Preeclampsia is a multisystem illness that causes end-organ failure and new-onset hypertension after 20 weeks of gestation. It is a major cause of morbidity and mortality in newborns and mothers globally (Bhide et al., 2013). Maternal-fetal medicine faces a difficult problem because it impacts 2-8% of pregnancies and is a major cause of preterm birth, IUGR, and stillbirth (Valensise et al., 2008; Lees et al., 2020). It is critical to find trustworthy indicators of poor newborn outcomes in preeclampsia in order to enhance care for both mothers and foetuses (Elaiyaraja et al., 2023).

An increased maternal inflammatory response, aberrant placental growth and function, and endothelial dysfunction are all components of the complex and multifactorial syndrome known as preeclampsia (Hasan Talukder et al., 2023). The varied clinical manifestations and consequences linked to preeclampsia are influenced by these underlying pathophysiological pathways (Gómez et al., 2008). Thus, in order to maximise the management of both the mother and the foetus in preeclamptic pregnancies, it is imperative to find and apply efficient risk classification strategies (Tak & Sundararajan, 2023).

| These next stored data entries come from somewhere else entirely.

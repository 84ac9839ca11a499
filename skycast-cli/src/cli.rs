use clap::{Parser, Subcommand};
use skycast_core::{Config, ForecastView, Preferences, WeatherClient, aggregate_daily};

use crate::{interactive, render};

/// Top-level CLI struct.
#[derive(Debug, Parser)]
#[command(name = "skycast", version, about = "Weather lookups in the terminal")]
pub struct Cli {
    #[command(subcommand)]
    pub command: Option<Command>,
}

#[derive(Debug, Subcommand)]
pub enum Command {
    /// Store the OpenWeather API key.
    Configure,

    /// Show current weather for a location and exit.
    Show {
        /// City or location name.
        location: String,
    },

    /// Show the forecast for a location and exit.
    Forecast {
        /// City or location name.
        location: String,

        /// Show 3-hour slots instead of daily averages.
        #[arg(long)]
        hourly: bool,
    },
}

impl Cli {
    pub async fn run(self) -> anyhow::Result<()> {
        match self.command {
            Some(Command::Configure) => configure(),
            Some(Command::Show { location }) => show(&location).await,
            Some(Command::Forecast { location, hourly }) => forecast(&location, hourly).await,
            None => interactive::run().await,
        }
    }
}

fn build_client() -> anyhow::Result<WeatherClient> {
    let config = Config::load()?;
    let api_key = config.resolve_api_key()?;
    Ok(WeatherClient::new(api_key)?)
}

fn configure() -> anyhow::Result<()> {
    let mut config = Config::load()?;

    let key = inquire::Password::new("OpenWeather API key:")
        .without_confirmation()
        .prompt()?;

    config.api_key = Some(key.trim().to_string());
    config.save()?;

    println!("Saved to {}", Config::config_file_path()?.display());
    Ok(())
}

async fn show(location: &str) -> anyhow::Result<()> {
    let client = build_client()?;
    let record = client.current_by_city(location).await?;
    println!("{}", render::weather_card(&record, Preferences::default()));
    Ok(())
}

async fn forecast(location: &str, hourly: bool) -> anyhow::Result<()> {
    let client = build_client()?;
    let samples = client.forecast_by_city(location).await?;

    let view = if hourly {
        ForecastView::Hourly(samples.iter().take(24).cloned().collect())
    } else {
        ForecastView::Daily(aggregate_daily(&samples))
    };

    println!("{}", render::forecast_section(&view, Preferences::default()));
    Ok(())
}
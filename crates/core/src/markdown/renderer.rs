//! Markup rendering: HTML display form and plain-text projection.
//!
//! Note content is untrusted user input echoed back to the same user, so
//! raw HTML embedded in a note is escaped into visible text instead of
//! being passed through to the renderer. Both functions are pure and
//! total: malformed markup renders best-effort, it never aborts.

use comrak::nodes::{AstNode, NodeValue};
use comrak::{Arena, Options, markdown_to_html, parse_document};

/// Convert note markup to sanitized display HTML.
pub fn render_html(content: &str) -> String {
    markdown_to_html(content, &render_options())
}

/// Strip markup down to its visible words. Lossless for text content,
/// intentionally lossy for formatting. Blocks become lines.
pub fn plain_text(content: &str) -> String {
    let arena = Arena::new();
    let root = parse_document(&arena, content, &render_options());

    let mut out = String::new();
    collect_plain(root, &mut out);
    out.trim_end().to_string()
}

fn render_options() -> Options<'static> {
    let mut options = Options::default();
    // GFM extensions
    options.extension.strikethrough = true;
    options.extension.table = true;
    options.extension.autolink = true;
    options.extension.tasklist = true;
    options.extension.footnotes = true;

    options.parse.smart = false;

    // Raw HTML is escaped, not executed and not silently dropped
    options.render.escape = true;
    options.render.github_pre_lang = true;

    options
}

fn collect_plain<'a>(node: &'a AstNode<'a>, out: &mut String) {
    match &node.data.borrow().value {
        NodeValue::Text(t) => out.push_str(t),
        NodeValue::Code(code) => out.push_str(&code.literal),
        NodeValue::CodeBlock(block) => {
            out.push_str(&block.literal);
            if !block.literal.ends_with('\n') {
                out.push('\n');
            }
        }
        NodeValue::SoftBreak | NodeValue::LineBreak => out.push('\n'),
        // Raw HTML carries markup, not prose
        NodeValue::HtmlBlock(_) | NodeValue::HtmlInline(_) => {}
        value => {
            for child in node.children() {
                collect_plain(child, out);
            }
            if matches!(value, NodeValue::Paragraph | NodeValue::Heading(_)) {
                out.push('\n');
            }
        }
    }
}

Doppler sonography has become a useful method for evaluating the health of the foetus throughout pregnancy and may be able to identify preeclampsia-related problems early on. The CU ratio and the CP have drawn more attention recently as possible indicators of poor infant outcomes in preeclamptic pregnancies. CP evaluates the blood flow in the UA, which represents the placental circulation, and the foetal MCA, which represents the cerebral circulation. Contrarily, CU assesses the foetal MCA blood flow with respect to the uterine artery, which represents the uterine or maternal circulation. These ratios shed light on foetal hemodynamics and, consequently, overall health.

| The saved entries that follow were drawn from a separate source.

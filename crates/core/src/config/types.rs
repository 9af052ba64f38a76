use std::path::PathBuf;

use serde::Deserialize;

#[derive(Debug, Deserialize)]
pub struct ConfigFile {
    pub version: u32,
    #[serde(default)]
    pub storage: StorageSection,
    #[serde(default)]
    pub logging: LoggingConfig,
}

#[derive(Debug, Deserialize, Default)]
pub struct StorageSection {
    /// Directory holding one subdirectory per vault. Supports `~` expansion.
    pub base_path: Option<String>,
    /// Name of the vault created automatically when none exist.
    pub default_vault: Option<String>,
}

#[derive(Debug, Deserialize, Clone)]
pub struct LoggingConfig {
    #[serde(default = "default_level")]
    pub level: String,
    /// Optional log file; stderr logging is always on.
    pub file: Option<PathBuf>,
    /// Level for the file layer, falls back to `level`.
    pub file_level: Option<String>,
}

impl Default for LoggingConfig {
    fn default() -> Self {
        Self { level: default_level(), file: None, file_level: None }
    }
}

fn default_level() -> String {
    "info".to_string()
}

/// Configuration after path expansion and defaulting.
#[derive(Debug, Clone)]
pub struct ResolvedConfig {
    pub base_path: PathBuf,
    pub default_vault: String,
    pub logging: LoggingConfig,
}
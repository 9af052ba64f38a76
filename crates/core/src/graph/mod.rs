//! Directed link-graph projection over a vault's notes.
//!
//! Advisory navigation aid: nodes are note titles (unresolved link targets
//! included, since the note may be created later), edges are extracted
//! references. Rendered as Graphviz DOT for external tooling.

use std::collections::HashMap;

use petgraph::dot::{Config, Dot};
use petgraph::graph::{DiGraph, NodeIndex};

use crate::index::StoredLink;

/// In-memory graph of note relationships.
pub struct LinkGraph {
    graph: DiGraph<String, &'static str>,
    nodes: HashMap<String, NodeIndex>,
}

impl LinkGraph {
    pub fn new() -> Self {
        Self { graph: DiGraph::new(), nodes: HashMap::new() }
    }

    /// Build a vault's graph from its indexed titles and stored edges.
    pub fn from_vault(titles: &[String], edges: &[StoredLink]) -> Self {
        let mut g = Self::new();
        for title in titles {
            g.add_note(title);
        }
        for edge in edges {
            g.add_link(&edge.source, &edge.target);
        }
        g
    }

    /// Ensure a node exists for the title. Idempotent.
    pub fn add_note(&mut self, title: &str) -> NodeIndex {
        if let Some(&idx) = self.nodes.get(title) {
            return idx;
        }
        let idx = self.graph.add_node(title.to_string());
        self.nodes.insert(title.to_string(), idx);
        idx
    }

    /// Add a directed edge, creating endpoints as needed.
    pub fn add_link(&mut self, from: &str, to: &str) {
        let from = self.add_note(from);
        let to = self.add_note(to);
        self.graph.add_edge(from, to, "");
    }

    pub fn note_count(&self) -> usize {
        self.graph.node_count()
    }

    pub fn link_count(&self) -> usize {
        self.graph.edge_count()
    }

    /// Render as Graphviz DOT.
    pub fn render_dot(&self) -> String {
        format!("{}", Dot::with_config(&self.graph, &[Config::EdgeNoLabel]))
    }
}

impl Default for LinkGraph {
    fn default() -> Self {
        Self::new()
    }
}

The goal of this research is to understand better how CU and CP work together to predict unfavourable outcomes for neonates born to preeclamptic mothers. It is crucial to comprehend the diagnostic properties of these ratios and how they predict perinatal outcomes in order to direct clinical practise and improve treatment for both mothers and foetuses. This research will examine the comparative diagnostic capabilities of CP and CU in the context of preeclampsia, as well as the scientific justification for their usage and their benefits. Preeclampsia is a severe manifestation of hypertensive problems during pregnancy, which is a serious global health concern. Maternal hypertension, proteinuria, and organ failure are linked to preeclampsia. It is a major source of illness and mortality in both mothers and perinatals, and it typically manifests itself in the second part of pregnancy, though it can happen earlier (Oloyede & Iketubosin, 2013). Preeclampsia can cause poor growth, preterm birth, stillbirth, and liver dysfunction in the mother as well as renal failure, stroke, and disseminated intravascular coagulation in the foetus (Gómez et al., 2005; Uzan et al., 2011).

Even with continued investigation, the exact cause of preeclampsia is still unknown. Most people agree that the illness progresses in two stages: aberrant placentation occurs in the first stage, and systemic inflammation and maternal endothelium dysfunction occur in the second stage (Alfirevic et al., 2017). Reduced placental perfusion, hypoxia, and the release of proinflammatory cytokines and antiangiogenic proteins (such as soluble fms-like tyrosine kinase-1) into the maternal circulation are caused by the shallow invasion of trophoblast cells into the maternal uterine spiral arteries during the early stages of pregnancy (Stampalija et al., 2010). The clinical signs of preeclampsia are exacerbated by these circulating substances, which also harm several organs and produce broad maternal endothelial dysfunction (Mol et al., 2016).